We can import the arrow head dataset and graph some of the entries

import pandas as pd

from sktime.datasets import load_arrow_head
from sktime.utils.plotting import plot_series
from sklearn.model_selection import train_test_split
X, y = load_arrow_head()
X.head()
dim_0
0 0 -1.963009 1 -1.957825 2 -1.95614...
1 0 -1.774571 1 -1.774036 2 -1.77658...
2 0 -1.866021 1 -1.841991 2 -1.83502...
3 0 -2.073758 1 -2.073301 2 -2.04460...
4 0 -1.746255 1 -1.741263 2 -1.72274...
y[:5]
array(['0', '1', '2', '0', '1'], dtype='<U1')
X_0 = list(X['dim_0'][0])
plot_series(pd.Series(X_0))
(<Figure size 1152x288 with 1 Axes>, <AxesSubplot:>)
X_1 = list(X['dim_0'][1])
plot_series(pd.Series(X_1))
(<Figure size 1152x288 with 1 Axes>, <AxesSubplot:>)

Train/Test Split

Train/Test splitting can be cone using sklearn as normal since each row is a different series/observation

from sklearn.model_selection import train_test_split
X_train, X_test, y_train, y_test = train_test_split(X, y)

Using a Classifier

sktime has built in classifiers that can be used as normal sklearn classifiers:

from sktime.classification.interval_based import TimeSeriesForestClassifier
classifier = TimeSeriesForestClassifier()
classifier.fit(X_train, y_train)
TimeSeriesForestClassifier()

And predictions can be made using the predict method:

y_pred = classifier.predict(X_test)

Model Evaluation

We can also check the accuracy using normal sklearn metrics, for example accuracy_score

from sklearn.metrics import accuracy_score
accuracy_score(y_test, y_pred)
0.9056603773584906
from sklearn.metrics import confusion_matrix
from sklearn.metrics import confusion_matrix, ConfusionMatrixDisplay

matrix = confusion_matrix(y_test, y_pred)
disp = ConfusionMatrixDisplay(matrix)
disp.plot()
<sklearn.metrics._plot.confusion_matrix.ConfusionMatrixDisplay at 0x7f826205ddd0>

Use with SKLearn Classifiers

sktime also allows the conversion of data such that it can be used with sklearn tabular classifiers.

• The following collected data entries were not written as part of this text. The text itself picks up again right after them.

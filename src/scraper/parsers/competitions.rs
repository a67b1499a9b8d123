//! Competition directory parser for coteur.com listing pages.
//!
//! The sidebar menu groups competitions under country items. Two structural
//! variants appear in the wild: an expandable inline sub-menu, or a bare
//! country link pointing at a separate per-country page. The inline sub-menu
//! is always attempted first; countries without one are returned as stubs
//! for the caller to fetch and parse with [`CompetitionParser::parse_country_page`].

use scraper::{Html, Selector};
use tracing::warn;

use crate::scraper::BASE_URL;
use crate::types::CompetitionRecord;

/// Result of scanning a listing page
#[derive(Debug, Default)]
pub struct CompetitionScan {
    /// Records found in inline sub-menus
    pub records: Vec<CompetitionRecord>,
    /// Countries whose sub-menu was absent; resolved via their own page
    pub pending: Vec<CountryStub>,
}

/// A country entry without an inline sub-menu
#[derive(Debug, Clone, PartialEq, Eq)]
pub struct CountryStub {
    pub country: String,
    pub url: String,
}

/// Parser for competition listing pages
pub struct CompetitionParser;

impl CompetitionParser {
    /// Scan the listing page for country groups and their competitions.
    ///
    /// Missing substructure never fails the enumeration: a country without
    /// a sub-menu becomes a [`CountryStub`] and a warning.
    pub fn parse(html: &str) -> CompetitionScan {
        let document = Html::parse_document(html);
        let mut scan = CompetitionScan::default();

        let country_selector = Selector::parse("li.country-item").unwrap();
        let link_selector = Selector::parse("a.country-link").unwrap();
        let submenu_selector = Selector::parse("ul.submenu a").unwrap();

        for item in document.select(&country_selector) {
            let Some(link) = item.select(&link_selector).next() else {
                continue;
            };
            let country = link.text().collect::<String>().trim().to_string();
            if country.is_empty() {
                continue;
            }

            let mut found = 0usize;
            for comp in item.select(&submenu_selector) {
                let name = comp.text().collect::<String>().trim().to_string();
                let Some(href) = comp.value().attr("href") else {
                    continue;
                };
                if name.is_empty() || href.is_empty() {
                    continue;
                }
                scan.records.push(CompetitionRecord {
                    country: country.clone(),
                    name,
                    url: absolutize(href),
                });
                found += 1;
            }

            if found == 0 {
                warn!("no sub-menu found for country {}", country);
                if let Some(href) = link.value().attr("href") {
                    scan.pending.push(CountryStub {
                        country,
                        url: absolutize(href),
                    });
                }
            }
        }

        scan
    }

    /// Fallback: enumerate competitions on a per-country page
    pub fn parse_country_page(html: &str, country: &str) -> Vec<CompetitionRecord> {
        let document = Html::parse_document(html);
        let mut records = Vec::new();

        let link_selector = Selector::parse("a[href*='/competition/']").unwrap();
        for link in document.select(&link_selector) {
            let name = link.text().collect::<String>().trim().to_string();
            let Some(href) = link.value().attr("href") else {
                continue;
            };
            if name.is_empty() || href.is_empty() {
                continue;
            }
            let url = absolutize(href);
            if records.iter().any(|r: &CompetitionRecord| r.url == url) {
                continue;
            }
            records.push(CompetitionRecord {
                country: country.to_string(),
                name,
                url,
            });
        }

        records
    }
}

fn absolutize(href: &str) -> String {
    if href.starts_with("http") {
        href.to_string()
    } else {
        format!("{}{}", BASE_URL, href)
    }
}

This is done by transforming the classifier using the Tabularizer in a sklearn pipeline

from sklearn.ensemble import GradientBoostingClassifier
from sklearn.pipeline import make_pipeline

from sktime.transformations.panel.reduce import Tabularizer
classifier = make_pipeline(Tabularizer(), GradientBoostingClassifier())
classifier.fit(X_train, y_train)
Pipeline(steps=[('tabularizer', Tabularizer()),
                ('gradientboostingclassifier', GradientBoostingClassifier())])
y_pred = classifier.predict(X_test)
accuracy_score(y_test, y_pred)
0.9056603773584906
matrix = confusion_matrix(y_test, y_pred)
disp = ConfusionMatrixDisplay(matrix)
disp.plot()
<sklearn.metrics._plot.confusion_matrix.ConfusionMatrixDisplay at 0x7f8261ebb810>